Activity: Your response should consist solely of the records, written out exactly.

Records supplied:
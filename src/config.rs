//! Runtime settings for jobharvest.
//!
//! Settings are assembled from defaults, then `.env`/process environment,
//! then CLI flags (applied by the CLI layer). The site table lives in
//! `scrapers::config`.

use std::path::PathBuf;
use std::time::Duration;

use thiserror::Error;

/// Default directory for cycle output files.
pub const DEFAULT_OUTPUT_DIR: &str = "./output";

/// Errors raised while assembling configuration, before any network activity.
#[derive(Debug, Error)]
pub enum ConfigError {
    #[error("failed to read {path}: {source}")]
    Read {
        path: PathBuf,
        #[source]
        source: std::io::Error,
    },

    #[error("malformed site table: {0}")]
    Parse(#[from] toml::de::Error),

    #[error("site {site}: {reason}")]
    InvalidSite { site: String, reason: String },

    #[error("unknown site: {0}")]
    UnknownSite(String),

    #[error("no enabled sites to scrape")]
    NoSites,

    #[error("invalid setting {name}: {reason}")]
    InvalidSetting { name: &'static str, reason: String },
}

/// Application settings.
#[derive(Debug, Clone)]
pub struct Settings {
    /// Directory for timestamped JSON/CSV output.
    pub output_dir: PathBuf,
    /// Global cap on records per cycle.
    pub max_jobs: usize,
    /// Attempts per fetch before giving up.
    pub max_retries: u32,
    /// Total request timeout.
    pub request_timeout: Duration,
    /// Connection timeout.
    pub connect_timeout: Duration,
    /// Hours between cycles; 0 runs a single cycle.
    pub interval_hours: u64,
    pub write_json: bool,
    pub write_csv: bool,
    /// Optional SQLite database receiving every cycle's records.
    pub sqlite_path: Option<PathBuf>,
    /// Optional results API receiving each record as a JSON POST.
    pub api_endpoint: Option<String>,
    pub api_token: Option<String>,
    /// Where to write response snapshots for blocked/empty pages.
    pub debug_dir: Option<PathBuf>,
    /// Fixed seed for jitter and site order.
    pub seed: Option<u64>,
    /// Site table file; the embedded table is used when absent.
    pub sites_path: Option<PathBuf>,
}

impl Default for Settings {
    fn default() -> Self {
        Self {
            output_dir: PathBuf::from(DEFAULT_OUTPUT_DIR),
            max_jobs: 100,
            max_retries: 3,
            request_timeout: Duration::from_secs(30),
            connect_timeout: Duration::from_secs(10),
            interval_hours: 0,
            write_json: true,
            write_csv: true,
            sqlite_path: None,
            api_endpoint: None,
            api_token: None,
            debug_dir: None,
            seed: None,
            sites_path: None,
        }
    }
}

impl Settings {
    /// Defaults with `JOBHARVEST_*` environment overrides applied.
    ///
    /// Call after `dotenvy::dotenv()` so `.env` values are visible.
    pub fn from_env() -> Result<Self, ConfigError> {
        let mut settings = Self::default();

        if let Some(dir) = env_var("JOBHARVEST_OUTPUT_DIR") {
            settings.output_dir = PathBuf::from(dir);
        }
        if let Some(max) = env_var("JOBHARVEST_MAX_JOBS") {
            settings.max_jobs = parse_number("JOBHARVEST_MAX_JOBS", &max)?;
        }
        if let Some(retries) = env_var("JOBHARVEST_MAX_RETRIES") {
            settings.max_retries = parse_number("JOBHARVEST_MAX_RETRIES", &retries)?;
        }
        if let Some(secs) = env_var("JOBHARVEST_TIMEOUT_SECS") {
            settings.request_timeout =
                Duration::from_secs(parse_number("JOBHARVEST_TIMEOUT_SECS", &secs)?);
        }
        settings.sqlite_path = env_var("JOBHARVEST_SQLITE").map(PathBuf::from);
        settings.api_endpoint = env_var("JOBHARVEST_API_ENDPOINT");
        settings.api_token = env_var("JOBHARVEST_API_TOKEN");
        settings.debug_dir = env_var("JOBHARVEST_DEBUG_DIR").map(PathBuf::from);
        settings.sites_path = env_var("JOBHARVEST_SITES").map(PathBuf::from);

        Ok(settings)
    }

    /// Reject settings that would make a cycle meaningless.
    pub fn validate(&self) -> Result<(), ConfigError> {
        if self.max_jobs == 0 {
            return Err(ConfigError::InvalidSetting {
                name: "max_jobs",
                reason: "must be positive".to_string(),
            });
        }
        if self.max_retries == 0 {
            return Err(ConfigError::InvalidSetting {
                name: "max_retries",
                reason: "must be positive".to_string(),
            });
        }
        if self.api_token.is_some() && self.api_endpoint.is_none() {
            tracing::warn!("API token set without an endpoint; results will not be pushed");
        }
        Ok(())
    }
}

fn env_var(name: &str) -> Option<String> {
    std::env::var(name).ok().filter(|v| !v.trim().is_empty())
}

fn parse_number<T: std::str::FromStr>(name: &'static str, value: &str) -> Result<T, ConfigError> {
    value
        .trim()
        .parse()
        .map_err(|_| ConfigError::InvalidSetting {
            name,
            reason: format!("expected a number, got {:?}", value),
        })
}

Response to this exercise:
filename src/config.rs
//! Runtime settings for jobharvest.
//!
//! Settings are assembled from defaults, then `.env`/process environment,
//! then CLI flags (applied by the CLI layer). The site table lives in
//! `scrapers::config`.

use std::path::PathBuf;
use std::time::Duration;

use thiserror::Error;

/// Default directory for cycle output files.
pub const DEFAULT_OUTPUT_DIR: &str = "./output";

/// Errors raised while assembling configuration, before any network activity.
#[derive(Debug, Error)]
pub enum ConfigError {
    #[error("failed to read {path}: {source}")]
    Read {
        path: PathBuf,
        #[source]
        source: std::io::Error,
    },

    #[error("malformed site table: {0}")]
    Parse(#[from] toml::de::Error),

    #[error("site {site}: {reason}")]
    InvalidSite { site: String, reason: String },

    #[error("unknown site: {0}")]
    UnknownSite(String),

    #[error("no enabled sites to scrape")]
    NoSites,

    #[error("invalid setting {name}: {reason}")]
    InvalidSetting { name: &'static str, reason: String },
}

/// Application settings.
#[derive(Debug, Clone)]
pub struct Settings {
    /// Directory for timestamped JSON/CSV output.
    pub output_dir: PathBuf,
    /// Global cap on records per cycle.
    pub max_jobs: usize,
    /// Attempts per fetch before giving up.
    pub max_retries: u32,
    /// Total request timeout.
    pub request_timeout: Duration,
    /// Connection timeout.
    pub connect_timeout: Duration,
    /// Hours between cycles; 0 runs a single cycle.
    pub interval_hours: u64,
    pub write_json: bool,
    pub write_csv: bool,
    /// Optional SQLite database receiving every cycle's records.
    pub sqlite_path: Option<PathBuf>,
    /// Optional results API receiving each record as a JSON POST.
    pub api_endpoint: Option<String>,
    pub api_token: Option<String>,
    /// Where to write response snapshots for blocked/empty pages.
    pub debug_dir: Option<PathBuf>,
    /// Fixed seed for jitter and site order.
    pub seed: Option<u64>,
    /// Site table file; the embedded table is used when absent.
    pub sites_path: Option<PathBuf>,
}

impl Default for Settings {
    fn default() -> Self {
        Self {
            output_dir: PathBuf::from(DEFAULT_OUTPUT_DIR),
            max_jobs: 100,
            max_retries: 3,
            request_timeout: Duration::from_secs(30),
            connect_timeout: Duration::from_secs(10),
            interval_hours: 0,
            write_json: true,
            write_csv: true,
            sqlite_path: None,
            api_endpoint: None,
            api_token: None,
            debug_dir: None,
            seed: None,
            sites_path: None,
        }
    }
}

impl Settings {
    /// Defaults with `JOBHARVEST_*` environment overrides applied.
    ///
    /// Call after `dotenvy::dotenv()` so `.env` values are visible.
    pub fn from_env() -> Result<Self, ConfigError> {
        let mut settings = Self::default();

        if let Some(dir) = env_var("JOBHARVEST_OUTPUT_DIR") {
            settings.output_dir = PathBuf::from(dir);
        }
        if let Some(max) = env_var("JOBHARVEST_MAX_JOBS") {
            settings.max_jobs = parse_number("JOBHARVEST_MAX_JOBS", &max)?;
        }
        if let Some(retries) = env_var("JOBHARVEST_MAX_RETRIES") {
            settings.max_retries = parse_number("JOBHARVEST_MAX_RETRIES", &retries)?;
        }
        if let Some(secs) = env_var("JOBHARVEST_TIMEOUT_SECS") {
            settings.request_timeout =
                Duration::from_secs(parse_number("JOBHARVEST_TIMEOUT_SECS", &secs)?);
        }
        settings.sqlite_path = env_var("JOBHARVEST_SQLITE").map(PathBuf::from);
        settings.api_endpoint = env_var("JOBHARVEST_API_ENDPOINT");
        settings.api_token = env_var("JOBHARVEST_API_TOKEN");
        settings.debug_dir = env_var("JOBHARVEST_DEBUG_DIR").map(PathBuf::from);
        settings.sites_path = env_var("JOBHARVEST_SITES").map(PathBuf::from);

        Ok(settings)
    }

    /// Reject settings that would make a cycle meaningless.
    pub fn validate(&self) -> Result<(), ConfigError> {
        if self.max_jobs == 0 {
            return Err(ConfigError::InvalidSetting {
                name: "max_jobs",
                reason: "must be positive".to_string(),
            });
        }
        if self.max_retries == 0 {
            return Err(ConfigError::InvalidSetting {
                name: "max_retries",
                reason: "must be positive".to_string(),
            });
        }
        if self.api_token.is_some() && self.api_endpoint.is_none() {
            tracing::warn!("API token set without an endpoint; results will not be pushed");
        }
        Ok(())
    }
}

fn env_var(name: &str) -> Option<String> {
    std::env::var(name).ok().filter(|v| !v.trim().is_empty())
}

fn parse_number<T: std::str::FromStr>(name: &'static str, value: &str) -> Result<T, ConfigError> {
    value
        .trim()
        .parse()
        .map_err(|_| ConfigError::InvalidSetting {
            name,
            reason: format!("expected a number, got {:?}", value),
        })
}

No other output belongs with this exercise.